Venus FlyTrap

The Venus Flytrap, Dionaea muscipula, is a meat eating plant that catches and digests animal preymostly insects and arachnids. Its trapping structure is created by the terminal portion of each one of the plant’s leaves and fires by little hairs on their inner surfaces. When an insect or spider crawling along the leaves contacts a hair, the trap closes if a different hair is approached inside 20 seconds of the first strike. The requirement of redundant causing in this mechanism functions as a guarantee against a waste of energy in trapping objects with no nutritive value.

The plant’s common name appertains to Venus, the Roman goddess of love, while the genus name alludes to Dione. Dionaea is a monotypic genus strongly related to the waterwheel plant and sundews.
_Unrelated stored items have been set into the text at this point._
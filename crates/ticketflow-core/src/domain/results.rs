//! Typed stage result payloads.
//!
//! Each stage owns exactly one of these types. The engine persists them as
//! JSON values without interpreting their contents; only the collaborators
//! and the validation outcome mapping look inside.

use std::collections::BTreeMap;

use chrono::{DateTime, Utc};
use serde::{Deserialize, Serialize};

/// Middleware product a ticket targets.
#[derive(Debug, Clone, Copy, PartialEq, Eq, Serialize, Deserialize)]
#[serde(rename_all = "lowercase")]
pub enum MiddlewareType {
    Apache,
    Tomcat,
}

impl std::fmt::Display for MiddlewareType {
    fn fmt(&self, f: &mut std::fmt::Formatter<'_>) -> std::fmt::Result {
        match self {
            MiddlewareType::Apache => write!(f, "apache"),
            MiddlewareType::Tomcat => write!(f, "tomcat"),
        }
    }
}

/// Remediation action a ticket requests.
#[derive(Debug, Clone, Copy, PartialEq, Eq, Serialize, Deserialize)]
#[serde(rename_all = "lowercase")]
pub enum ActionKind {
    Install,
    Upgrade,
}

impl std::fmt::Display for ActionKind {
    fn fmt(&self, f: &mut std::fmt::Formatter<'_>) -> std::fmt::Result {
        match self {
            ActionKind::Install => write!(f, "install"),
            ActionKind::Upgrade => write!(f, "upgrade"),
        }
    }
}

/// Risk assessment derived from ticket priority and target environment.
#[derive(Debug, Clone, Copy, PartialEq, Eq, Serialize, Deserialize)]
#[serde(rename_all = "lowercase")]
pub enum RiskLevel {
    Low,
    Medium,
    High,
}

/// Which decision path produced a classification.
///
/// `Fallback` marks results produced by the degraded rule set so the audit
/// trail can distinguish them from primary-path classifications.
#[derive(Debug, Clone, Copy, PartialEq, Eq, Serialize, Deserialize)]
#[serde(rename_all = "lowercase")]
pub enum ClassificationSource {
    Rules,
    Fallback,
}

/// Output of the classification stage.
#[derive(Debug, Clone, PartialEq, Serialize, Deserialize)]
pub struct ClassificationResult {
    pub middleware_type: MiddlewareType,
    pub action: ActionKind,
    pub target_environment: String,
    pub risk_level: RiskLevel,
    pub playbook: String,
    pub estimated_duration: String,
    pub source: ClassificationSource,
}

/// Output of the execution stage.
#[derive(Debug, Clone, PartialEq, Serialize, Deserialize)]
pub struct ExecutionResult {
    pub status: String,
    pub playbook: String,
    pub target_host: String,
    pub execution_time: String,
    pub tasks_completed: u32,
    pub tasks_failed: u32,
    pub logs: String,
}

/// Validation outcome. Exactly two values exist; a third state is
/// unrepresentable.
#[derive(Debug, Clone, Copy, PartialEq, Eq, Serialize, Deserialize)]
#[serde(rename_all = "lowercase")]
pub enum ValidationStatus {
    Success,
    Failed,
}

impl std::fmt::Display for ValidationStatus {
    fn fmt(&self, f: &mut std::fmt::Formatter<'_>) -> std::fmt::Result {
        match self {
            ValidationStatus::Success => write!(f, "success"),
            ValidationStatus::Failed => write!(f, "failed"),
        }
    }
}

/// Output of the validation stage.
#[derive(Debug, Clone, PartialEq, Serialize, Deserialize)]
pub struct ValidationReport {
    pub ticket_id: String,
    /// Conjunction of all individual checks.
    pub overall_status: ValidationStatus,
    /// Check name → pass/fail. BTreeMap keeps serialization deterministic.
    pub checks: BTreeMap<String, bool>,
    /// Names of the checks that failed (empty when all pass).
    pub failed_checks: Vec<String>,
    pub validation_time: String,
    pub recommendations: String,
}

impl ValidationReport {
    /// Derive the report from independent check results.
    pub fn from_checks(ticket_id: String, checks: BTreeMap<String, bool>) -> Self {
        let failed_checks: Vec<String> = checks
            .iter()
            .filter(|(_, passed)| !**passed)
            .map(|(name, _)| name.clone())
            .collect();
        let overall_status = if failed_checks.is_empty() {
            ValidationStatus::Success
        } else {
            ValidationStatus::Failed
        };
        let recommendations = if failed_checks.is_empty() {
            "All checks passed. System is ready for production use.".to_string()
        } else {
            format!(
                "Failed checks: {}. Manual intervention required.",
                failed_checks.join(", ")
            )
        };
        Self {
            ticket_id,
            overall_status,
            checks,
            failed_checks,
            validation_time: "5min".to_string(),
            recommendations,
        }
    }
}

/// Completion status reported to the external ticketing system.
///
/// Maps one-to-one from [`ValidationStatus`]; no third state exists.
#[derive(Debug, Clone, Copy, PartialEq, Eq, Serialize, Deserialize)]
#[serde(rename_all = "lowercase")]
pub enum CompletionStatus {
    Completed,
    Failed,
}

impl From<ValidationStatus> for CompletionStatus {
    fn from(status: ValidationStatus) -> Self {
        match status {
            ValidationStatus::Success => CompletionStatus::Completed,
            ValidationStatus::Failed => CompletionStatus::Failed,
        }
    }
}

/// Output of the update stage.
#[derive(Debug, Clone, PartialEq, Serialize, Deserialize)]
pub struct UpdateResponse {
    pub ticket_id: String,
    pub status: CompletionStatus,
    pub resolution_notes: String,
    pub updated_at: DateTime<Utc>,
}

#[cfg(test)]
mod tests {
    use super::*;

    fn checks(pairs: &[(&str, bool)]) -> BTreeMap<String, bool> {
        pairs.iter().map(|(k, v)| (k.to_string(), *v)).collect()
    }

    #[test]
    fn all_passing_checks_yield_success() {
        let report = ValidationReport::from_checks(
            "INC-1".to_string(),
            checks(&[("service_status", true), ("port_connectivity", true)]),
        );
        assert_eq!(report.overall_status, ValidationStatus::Success);
        assert!(report.failed_checks.is_empty());
        assert!(report.recommendations.contains("All checks passed"));
    }

    #[test]
    fn any_failing_check_yields_failed_and_is_listed() {
        let report = ValidationReport::from_checks(
            "INC-1".to_string(),
            checks(&[
                ("service_status", true),
                ("port_connectivity", false),
                ("configuration_valid", false),
            ]),
        );
        assert_eq!(report.overall_status, ValidationStatus::Failed);
        assert_eq!(
            report.failed_checks,
            vec!["configuration_valid", "port_connectivity"]
        );
        assert!(report.recommendations.contains("port_connectivity"));
    }

    #[test]
    fn completion_status_maps_without_third_state() {
        assert_eq!(
            CompletionStatus::from(ValidationStatus::Success),
            CompletionStatus::Completed
        );
        assert_eq!(
            CompletionStatus::from(ValidationStatus::Failed),
            CompletionStatus::Failed
        );
    }

    #[test]
    fn classification_serializes_with_source_marker() {
        let result = ClassificationResult {
            middleware_type: MiddlewareType::Apache,
            action: ActionKind::Install,
            target_environment: "production".to_string(),
            risk_level: RiskLevel::High,
            playbook: "apache_install.yml".to_string(),
            estimated_duration: "30min".to_string(),
            source: ClassificationSource::Fallback,
        };
        let value = serde_json::to_value(&result).unwrap();
        assert_eq!(value["middleware_type"], "apache");
        assert_eq!(value["source"], "fallback");
    }
}
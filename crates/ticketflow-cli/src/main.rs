//! Ticketflow CLI
//!
//! The `ticketflow` command submits work tickets into the remediation
//! pipeline and inspects their persisted state.
//!
//! ## Commands
//!
//! - `submit`: Run a ticket through the pipeline (sync or fire-and-forget)
//! - `status`: Lightweight status check for one ticket
//! - `show`: Full incident record for one ticket
//! - `list`: Paginated incident summaries, newest first
//! - `history`: Incident plus its complete audit trail
//! - `demo`: Process the built-in sample tickets

use std::path::PathBuf;
use std::sync::Arc;

use anyhow::{bail, Context, Result};
use clap::{Parser, Subcommand};
use tracing::Level;

use incident_store::{SurrealIncidentStore, TicketId};
use ticketflow_core::{ServiceConfig, TicketPipeline, TicketService};

#[derive(Parser)]
#[command(name = "ticketflow")]
#[command(version = env!("CARGO_PKG_VERSION"))]
#[command(about = "Multi-stage ticket remediation pipeline", long_about = None)]
struct Cli {
    /// Enable verbose output
    #[arg(short, long, global = true)]
    verbose: bool,

    /// Emit JSON-formatted log lines
    #[arg(long, global = true)]
    json: bool,

    #[command(subcommand)]
    command: Commands,
}

#[derive(Subcommand)]
enum Commands {
    /// Submit a raw ticket (JSON) into the pipeline
    Submit {
        /// Path to a JSON file containing the raw ticket
        #[arg(short, long, conflicts_with = "data")]
        file: Option<PathBuf>,

        /// Inline JSON ticket payload
        #[arg(short, long)]
        data: Option<String>,

        /// Fire-and-forget: return a receipt immediately and process in the
        /// background (poll with `status`)
        #[arg(short, long)]
        background: bool,
    },

    /// Show the current status of a ticket
    Status {
        /// Ticket identifier
        ticket_id: String,
    },

    /// Show the full incident record for a ticket
    Show {
        /// Ticket identifier
        ticket_id: String,
    },

    /// List incident summaries, newest first
    List {
        /// Maximum number of summaries to return
        #[arg(short, long)]
        limit: Option<usize>,

        /// Number of summaries to skip
        #[arg(short, long, default_value = "0")]
        offset: usize,
    },

    /// Show an incident together with its audit trail
    History {
        /// Ticket identifier
        ticket_id: String,
    },

    /// Process the built-in sample tickets
    Demo,

    /// Check storage connectivity
    Health,
}

/// Sample tickets used by `ticketflow demo`.
fn demo_tickets() -> Vec<serde_json::Value> {
    vec![
        serde_json::json!({
            "ticket_id": "INC0012345",
            "priority": "High",
            "category": "Infrastructure",
            "subcategory": "Middleware",
            "description": "Install Apache HTTP Server 2.4.x on production web server",
            "ci_name": "web-server-prod-01",
            "environment": "production",
            "requested_by": "john.doe@company.com",
        }),
        serde_json::json!({
            "ticket_id": "INC0012346",
            "priority": "Medium",
            "category": "Infrastructure",
            "subcategory": "Application Server",
            "description": "Upgrade Tomcat from 9.0.x to 10.1.x on staging environment",
            "ci_name": "app-server-staging-02",
            "environment": "staging",
            "requested_by": "jane.smith@company.com",
        }),
    ]
}

#[tokio::main]
async fn main() -> Result<()> {
    let cli = Cli::parse();

    // Setup logging
    let level = if cli.verbose {
        Level::DEBUG
    } else {
        Level::INFO
    };
    ticketflow_core::init_tracing(cli.json, level);

    // Initialize storage and the service facade
    let store = Arc::new(
        SurrealIncidentStore::from_env()
            .await
            .context("Failed to connect to ticketflow database")?,
    );
    let pipeline = Arc::new(TicketPipeline::new(store.clone()));
    let service = TicketService::with_config(pipeline, store, ServiceConfig::from_env());

    match cli.command {
        Commands::Submit {
            file,
            data,
            background,
        } => cmd_submit(&service, file.as_deref(), data.as_deref(), background).await,
        Commands::Status { ticket_id } => cmd_status(&service, &ticket_id).await,
        Commands::Show { ticket_id } => cmd_show(&service, &ticket_id).await,
        Commands::List { limit, offset } => cmd_list(&service, limit, offset).await,
        Commands::History { ticket_id } => cmd_history(&service, &ticket_id).await,
        Commands::Demo => cmd_demo(&service).await,
        Commands::Health => cmd_health(&service).await,
    }
}

/// Load the raw ticket payload from a file or an inline argument.
fn load_payload(file: Option<&std::path::Path>, data: Option<&str>) -> Result<serde_json::Value> {
    let raw = match (file, data) {
        (Some(path), _) => std::fs::read_to_string(path)
            .context(format!("Failed to read ticket file: {path:?}"))?,
        (None, Some(inline)) => inline.to_string(),
        (None, None) => bail!("either --file or --data is required"),
    };
    serde_json::from_str(&raw).context("Failed to parse ticket as JSON")
}

async fn cmd_submit(
    service: &TicketService,
    file: Option<&std::path::Path>,
    data: Option<&str>,
    background: bool,
) -> Result<()> {
    let payload = load_payload(file, data)?;

    if background {
        let receipt = service
            .submit_background(payload)
            .await
            .context("Submission rejected")?;
        println!("{}", serde_json::to_string_pretty(&receipt)?);
        return Ok(());
    }

    let state = service
        .submit(payload)
        .await
        .context("Ticket processing failed")?;

    println!("Ticket {} processed", state.ticket.ticket_id);
    for message in &state.messages {
        println!("  - {message}");
    }
    if let Some(report) = &state.validation_report {
        println!("Outcome: {}", report.overall_status);
    }
    Ok(())
}

async fn cmd_status(service: &TicketService, ticket_id: &str) -> Result<()> {
    let status = service
        .get_status(&TicketId::from(ticket_id))
        .await
        .context("Failed to read ticket status")?;

    match status {
        Some(view) => println!("{}", serde_json::to_string_pretty(&view)?),
        None => bail!("no incident found for ticket {ticket_id}"),
    }
    Ok(())
}

async fn cmd_show(service: &TicketService, ticket_id: &str) -> Result<()> {
    let incident = service
        .get_full(&TicketId::from(ticket_id))
        .await
        .context("Failed to read incident")?;

    match incident {
        Some(incident) => println!("{}", serde_json::to_string_pretty(&incident)?),
        None => bail!("no incident found for ticket {ticket_id}"),
    }
    Ok(())
}

async fn cmd_list(service: &TicketService, limit: Option<usize>, offset: usize) -> Result<()> {
    let summaries = service
        .list_summaries(limit, offset)
        .await
        .context("Failed to list incidents")?;

    if summaries.is_empty() {
        println!("No incidents found");
        return Ok(());
    }

    for summary in summaries {
        println!(
            "{}  {:<10} {:<10} {}  (created {})",
            summary.ticket_id,
            summary.status,
            summary.priority,
            summary.environment,
            summary.created_at.format("%Y-%m-%d %H:%M:%S"),
        );
    }
    Ok(())
}

async fn cmd_history(service: &TicketService, ticket_id: &str) -> Result<()> {
    let history = service
        .get_history(&TicketId::from(ticket_id))
        .await
        .context("Failed to read incident history")?;

    let Some(history) = history else {
        bail!("no incident found for ticket {ticket_id}");
    };

    println!("{}", serde_json::to_string_pretty(&history.incident)?);
    println!("\nAudit trail (newest first):");
    for entry in &history.audit {
        println!(
            "  {}  {:<22} {:<18} {}",
            entry.timestamp.format("%Y-%m-%d %H:%M:%S"),
            entry.action,
            entry.agent,
            entry.details,
        );
    }
    Ok(())
}

async fn cmd_health(service: &TicketService) -> Result<()> {
    service
        .healthy()
        .await
        .context("Storage connectivity check failed")?;
    println!("ok: storage reachable");
    Ok(())
}

async fn cmd_demo(service: &TicketService) -> Result<()> {
    for raw in demo_tickets() {
        let ticket_id = raw["ticket_id"].as_str().unwrap_or("unknown").to_string();
        match service.submit(raw).await {
            Ok(state) => {
                let outcome = state
                    .validation_report
                    .as_ref()
                    .map(|r| r.overall_status.to_string())
                    .unwrap_or_else(|| "unknown".to_string());
                println!("{ticket_id}: {outcome}");
            }
            Err(err) => println!("{ticket_id}: rejected ({err})"),
        }
    }
    Ok(())
}
//! In-memory fakes for the storage trait (testing only)
//!
//! Provides `MemoryIncidentStore`, a full in-memory implementation of
//! [`IncidentStore`], and `FlakyIncidentStore`, a wrapper with failure
//! injection switches so callers can exercise the guarded and best-effort
//! write paths.

use std::collections::HashMap;
use std::sync::atomic::{AtomicBool, Ordering};
use std::sync::Mutex;

use async_trait::async_trait;
use chrono::Utc;

use crate::error::{StoreError, StoreResult};
use crate::storage_traits::*;

// ---------------------------------------------------------------------------
// MemoryIncidentStore
// ---------------------------------------------------------------------------

/// In-memory incident store backed by `HashMap`s.
#[derive(Debug, Default)]
pub struct MemoryIncidentStore {
    incidents: Mutex<HashMap<String, Incident>>,
    // (insertion seq, entry); seq breaks timestamp ties deterministically
    audit: Mutex<HashMap<String, Vec<(u64, AuditEntry)>>>,
    audit_seq: Mutex<u64>,
}

impl MemoryIncidentStore {
    pub fn new() -> Self {
        Self::default()
    }
}

#[async_trait]
impl IncidentStore for MemoryIncidentStore {
    async fn create_incident(&self, incident: NewIncident) -> StoreResult<()> {
        let mut incidents = self.incidents.lock().unwrap();
        if incidents.contains_key(incident.ticket_id.as_str()) {
            return Err(StoreError::DuplicateTicket {
                ticket_id: incident.ticket_id.to_string(),
            });
        }
        let now = Utc::now();
        incidents.insert(
            incident.ticket_id.to_string(),
            Incident {
                ticket_id: incident.ticket_id,
                priority: incident.priority,
                status: IncidentStatus::Received,
                classification: None,
                execution_result: None,
                validation_report: None,
                messages: Vec::new(),
                environment: incident.environment,
                error: None,
                created_at: now,
                updated_at: now,
            },
        );
        Ok(())
    }

    async fn update_incident(
        &self,
        ticket_id: &TicketId,
        patch: IncidentPatch,
    ) -> StoreResult<()> {
        let mut incidents = self.incidents.lock().unwrap();
        let incident =
            incidents
                .get_mut(ticket_id.as_str())
                .ok_or_else(|| StoreError::TicketNotFound {
                    ticket_id: ticket_id.to_string(),
                })?;

        if let Some(status) = patch.status {
            incident.status = status;
        }
        if let Some(classification) = patch.classification {
            incident.classification = Some(classification);
        }
        if let Some(execution_result) = patch.execution_result {
            incident.execution_result = Some(execution_result);
        }
        if let Some(validation_report) = patch.validation_report {
            incident.validation_report = Some(validation_report);
        }
        if let Some(messages) = patch.messages {
            incident.messages = messages;
        }
        if let Some(error) = patch.error {
            incident.error = Some(error);
        }
        // Keep updated_at monotonic even if the wall clock steps backwards.
        incident.updated_at = incident.updated_at.max(Utc::now());
        Ok(())
    }

    async fn get_incident(&self, ticket_id: &TicketId) -> StoreResult<Option<Incident>> {
        let incidents = self.incidents.lock().unwrap();
        Ok(incidents.get(ticket_id.as_str()).cloned())
    }

    async fn list_incidents(
        &self,
        limit: usize,
        offset: usize,
    ) -> StoreResult<Vec<IncidentSummary>> {
        let incidents = self.incidents.lock().unwrap();
        let mut all: Vec<&Incident> = incidents.values().collect();
        all.sort_by(|a, b| {
            b.created_at
                .cmp(&a.created_at)
                .then_with(|| b.ticket_id.as_str().cmp(a.ticket_id.as_str()))
        });
        Ok(all
            .into_iter()
            .skip(offset)
            .take(limit)
            .map(|i| IncidentSummary {
                ticket_id: i.ticket_id.clone(),
                priority: i.priority,
                status: i.status,
                environment: i.environment.clone(),
                created_at: i.created_at,
                updated_at: i.updated_at,
            })
            .collect())
    }

    async fn append_audit(&self, entry: AuditEntry) -> StoreResult<()> {
        let seq = {
            let mut audit_seq = self.audit_seq.lock().unwrap();
            *audit_seq += 1;
            *audit_seq
        };
        let mut audit = self.audit.lock().unwrap();
        audit
            .entry(entry.ticket_id.to_string())
            .or_default()
            .push((seq, entry));
        Ok(())
    }

    async fn audit_trail(&self, ticket_id: &TicketId) -> StoreResult<Vec<AuditEntry>> {
        let audit = self.audit.lock().unwrap();
        let mut entries = audit
            .get(ticket_id.as_str())
            .cloned()
            .unwrap_or_default();
        entries.sort_by(|(sa, a), (sb, b)| b.timestamp.cmp(&a.timestamp).then(sb.cmp(sa)));
        Ok(entries.into_iter().map(|(_, e)| e).collect())
    }
}

// ---------------------------------------------------------------------------
// FlakyIncidentStore
// ---------------------------------------------------------------------------

/// Wrapper around [`MemoryIncidentStore`] with per-operation failure
/// injection. Used to test that guarded writes propagate `Unavailable` and
/// that best-effort audit writes are swallowed without masking the primary
/// error.
#[derive(Debug, Default)]
pub struct FlakyIncidentStore {
    inner: MemoryIncidentStore,
    fail_creates: AtomicBool,
    fail_updates: AtomicBool,
    fail_audit_appends: AtomicBool,
}

impl FlakyIncidentStore {
    pub fn new() -> Self {
        Self::default()
    }

    pub fn fail_creates(&self, fail: bool) {
        self.fail_creates.store(fail, Ordering::SeqCst);
    }

    pub fn fail_updates(&self, fail: bool) {
        self.fail_updates.store(fail, Ordering::SeqCst);
    }

    pub fn fail_audit_appends(&self, fail: bool) {
        self.fail_audit_appends.store(fail, Ordering::SeqCst);
    }

    fn injected(op: &str) -> StoreError {
        StoreError::Unavailable(format!("injected {op} failure"))
    }
}

#[async_trait]
impl IncidentStore for FlakyIncidentStore {
    async fn create_incident(&self, incident: NewIncident) -> StoreResult<()> {
        if self.fail_creates.load(Ordering::SeqCst) {
            return Err(Self::injected("create_incident"));
        }
        self.inner.create_incident(incident).await
    }

    async fn update_incident(
        &self,
        ticket_id: &TicketId,
        patch: IncidentPatch,
    ) -> StoreResult<()> {
        if self.fail_updates.load(Ordering::SeqCst) {
            return Err(Self::injected("update_incident"));
        }
        self.inner.update_incident(ticket_id, patch).await
    }

    async fn get_incident(&self, ticket_id: &TicketId) -> StoreResult<Option<Incident>> {
        self.inner.get_incident(ticket_id).await
    }

    async fn list_incidents(
        &self,
        limit: usize,
        offset: usize,
    ) -> StoreResult<Vec<IncidentSummary>> {
        self.inner.list_incidents(limit, offset).await
    }

    async fn append_audit(&self, entry: AuditEntry) -> StoreResult<()> {
        if self.fail_audit_appends.load(Ordering::SeqCst) {
            return Err(Self::injected("append_audit"));
        }
        self.inner.append_audit(entry).await
    }

    async fn audit_trail(&self, ticket_id: &TicketId) -> StoreResult<Vec<AuditEntry>> {
        self.inner.audit_trail(ticket_id).await
    }
}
If the prey isn’t able to escape, it may continue to excite the inner surface of the lobes, and this will cause another expansion reply that forces the edges of the lobes together, finally sealing the trap hermetically and forming a ‘stomach ‘ in which digestion happens. Digestion is catalysed by enzymes pumped out by glands in the lobes.

Oxidative protein alteration is certain to be a predigestive mechanism of the Dionaea muscipula. Aqueous leaf extracts have been discovered to contain quinones eg the naphthoquinone plumbagin that couples to different NADH-dependent diaphorases to supply superoxide and hydrogen peroxide on autoxidation. Such oxidative alteration could rupture animal cell surfaces. Plumbagin is understood to prompt apoptosis, connected with the regulation of Bcl-2 family of proteins. When the Dionaea extracts were preincubated with diaphorases and NADH in the vicinity of serum albumin ( SA ), successive tryptic digestion of SA was facilitated. Since the secretory glands of Droseraceae contain proteases and most likely other degradative enzymes, it could be the presence of oxygen-activating redox cofactors function as extracellular predigestive oxidants to render membrane-bound proteins of the prey ( insects ) more at the mercy of proteolytic attacks.

Digestion takes about 10 days, after that the prey is reduced to a husk of chitin. The trap then reopens, and is prepared for reuse.